■ **What you have to do**: Could you show all lines in the entries below that contain the string "states"?

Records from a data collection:
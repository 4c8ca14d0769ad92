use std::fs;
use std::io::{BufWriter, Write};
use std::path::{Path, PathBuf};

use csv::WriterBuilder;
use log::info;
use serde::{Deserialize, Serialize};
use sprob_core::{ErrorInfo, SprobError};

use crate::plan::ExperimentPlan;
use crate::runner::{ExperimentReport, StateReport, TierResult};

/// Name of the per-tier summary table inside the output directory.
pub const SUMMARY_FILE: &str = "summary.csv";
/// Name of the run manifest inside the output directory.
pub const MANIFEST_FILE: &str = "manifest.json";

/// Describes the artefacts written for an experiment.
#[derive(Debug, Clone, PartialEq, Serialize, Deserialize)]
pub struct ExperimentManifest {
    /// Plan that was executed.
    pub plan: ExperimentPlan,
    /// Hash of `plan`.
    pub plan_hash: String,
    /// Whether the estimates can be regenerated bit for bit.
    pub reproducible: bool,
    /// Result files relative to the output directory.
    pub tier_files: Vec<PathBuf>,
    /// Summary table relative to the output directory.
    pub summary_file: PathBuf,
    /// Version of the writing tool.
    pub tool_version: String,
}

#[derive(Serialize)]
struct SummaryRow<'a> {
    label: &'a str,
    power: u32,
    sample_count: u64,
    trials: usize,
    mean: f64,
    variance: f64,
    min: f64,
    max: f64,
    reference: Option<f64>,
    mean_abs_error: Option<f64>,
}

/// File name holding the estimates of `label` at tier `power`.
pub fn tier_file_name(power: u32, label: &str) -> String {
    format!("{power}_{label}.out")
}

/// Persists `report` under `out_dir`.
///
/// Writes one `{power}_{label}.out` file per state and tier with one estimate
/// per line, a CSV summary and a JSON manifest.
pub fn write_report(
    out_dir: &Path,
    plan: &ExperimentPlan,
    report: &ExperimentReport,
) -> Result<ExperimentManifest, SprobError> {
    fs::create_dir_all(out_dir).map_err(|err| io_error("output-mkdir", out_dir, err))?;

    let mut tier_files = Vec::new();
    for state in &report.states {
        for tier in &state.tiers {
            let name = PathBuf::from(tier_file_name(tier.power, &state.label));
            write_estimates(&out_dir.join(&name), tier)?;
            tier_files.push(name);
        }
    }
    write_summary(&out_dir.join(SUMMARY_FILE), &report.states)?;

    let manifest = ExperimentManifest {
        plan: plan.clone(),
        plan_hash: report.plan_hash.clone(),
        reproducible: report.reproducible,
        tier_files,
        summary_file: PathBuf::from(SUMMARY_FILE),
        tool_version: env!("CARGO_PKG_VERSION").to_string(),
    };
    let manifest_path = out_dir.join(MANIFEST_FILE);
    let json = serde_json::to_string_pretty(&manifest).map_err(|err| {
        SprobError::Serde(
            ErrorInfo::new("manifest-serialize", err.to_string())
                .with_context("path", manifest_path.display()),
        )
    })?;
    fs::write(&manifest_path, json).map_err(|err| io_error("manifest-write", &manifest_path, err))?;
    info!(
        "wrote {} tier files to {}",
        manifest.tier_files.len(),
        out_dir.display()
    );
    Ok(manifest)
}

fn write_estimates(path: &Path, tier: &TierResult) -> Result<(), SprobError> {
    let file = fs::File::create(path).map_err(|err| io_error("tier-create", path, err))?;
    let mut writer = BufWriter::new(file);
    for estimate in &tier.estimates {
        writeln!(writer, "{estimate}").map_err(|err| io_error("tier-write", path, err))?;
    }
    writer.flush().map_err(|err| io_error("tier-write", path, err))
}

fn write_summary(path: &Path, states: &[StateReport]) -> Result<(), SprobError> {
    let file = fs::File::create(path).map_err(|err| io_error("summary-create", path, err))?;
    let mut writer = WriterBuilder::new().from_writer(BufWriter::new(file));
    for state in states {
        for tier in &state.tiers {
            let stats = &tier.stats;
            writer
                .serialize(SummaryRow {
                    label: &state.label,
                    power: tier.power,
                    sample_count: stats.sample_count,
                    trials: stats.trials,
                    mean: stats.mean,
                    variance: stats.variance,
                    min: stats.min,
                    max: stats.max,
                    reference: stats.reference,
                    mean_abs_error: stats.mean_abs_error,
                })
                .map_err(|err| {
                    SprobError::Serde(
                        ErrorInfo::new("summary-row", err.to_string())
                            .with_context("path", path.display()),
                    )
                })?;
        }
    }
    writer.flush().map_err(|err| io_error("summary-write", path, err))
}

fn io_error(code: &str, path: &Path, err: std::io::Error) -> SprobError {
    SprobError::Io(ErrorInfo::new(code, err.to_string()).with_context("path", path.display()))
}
==
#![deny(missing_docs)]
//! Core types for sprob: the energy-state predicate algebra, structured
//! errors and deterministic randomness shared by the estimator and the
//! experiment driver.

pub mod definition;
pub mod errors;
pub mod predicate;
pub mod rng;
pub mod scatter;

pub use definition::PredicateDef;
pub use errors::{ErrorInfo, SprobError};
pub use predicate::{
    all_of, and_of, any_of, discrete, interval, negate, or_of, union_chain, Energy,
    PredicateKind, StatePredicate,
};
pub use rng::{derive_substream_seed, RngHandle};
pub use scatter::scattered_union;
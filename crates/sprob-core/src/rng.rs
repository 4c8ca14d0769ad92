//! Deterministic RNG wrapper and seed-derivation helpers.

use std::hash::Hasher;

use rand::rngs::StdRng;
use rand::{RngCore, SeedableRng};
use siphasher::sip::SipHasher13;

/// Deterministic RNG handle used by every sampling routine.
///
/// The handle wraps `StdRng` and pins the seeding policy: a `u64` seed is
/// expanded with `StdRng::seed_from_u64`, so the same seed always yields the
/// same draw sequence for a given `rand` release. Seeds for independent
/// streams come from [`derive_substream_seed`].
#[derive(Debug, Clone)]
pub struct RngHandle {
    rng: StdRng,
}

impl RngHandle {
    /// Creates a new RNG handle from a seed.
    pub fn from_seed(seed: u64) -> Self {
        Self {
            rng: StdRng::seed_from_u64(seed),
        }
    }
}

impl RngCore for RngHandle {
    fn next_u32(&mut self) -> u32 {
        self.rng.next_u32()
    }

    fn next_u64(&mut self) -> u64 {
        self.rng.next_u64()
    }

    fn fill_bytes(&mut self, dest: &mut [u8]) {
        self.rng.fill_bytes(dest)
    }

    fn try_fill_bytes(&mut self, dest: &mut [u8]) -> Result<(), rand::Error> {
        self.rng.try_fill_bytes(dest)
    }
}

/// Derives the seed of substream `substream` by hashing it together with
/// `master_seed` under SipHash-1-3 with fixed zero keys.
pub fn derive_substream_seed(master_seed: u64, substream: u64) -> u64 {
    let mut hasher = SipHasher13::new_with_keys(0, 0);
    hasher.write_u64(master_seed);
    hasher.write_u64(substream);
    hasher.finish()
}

■ **Task solution**:
    for state in &report.states {
    write_summary(&out_dir.join(SUMMARY_FILE), &report.states)?;
fn write_summary(path: &Path, states: &[StateReport]) -> Result<(), SprobError> {
    for state in states {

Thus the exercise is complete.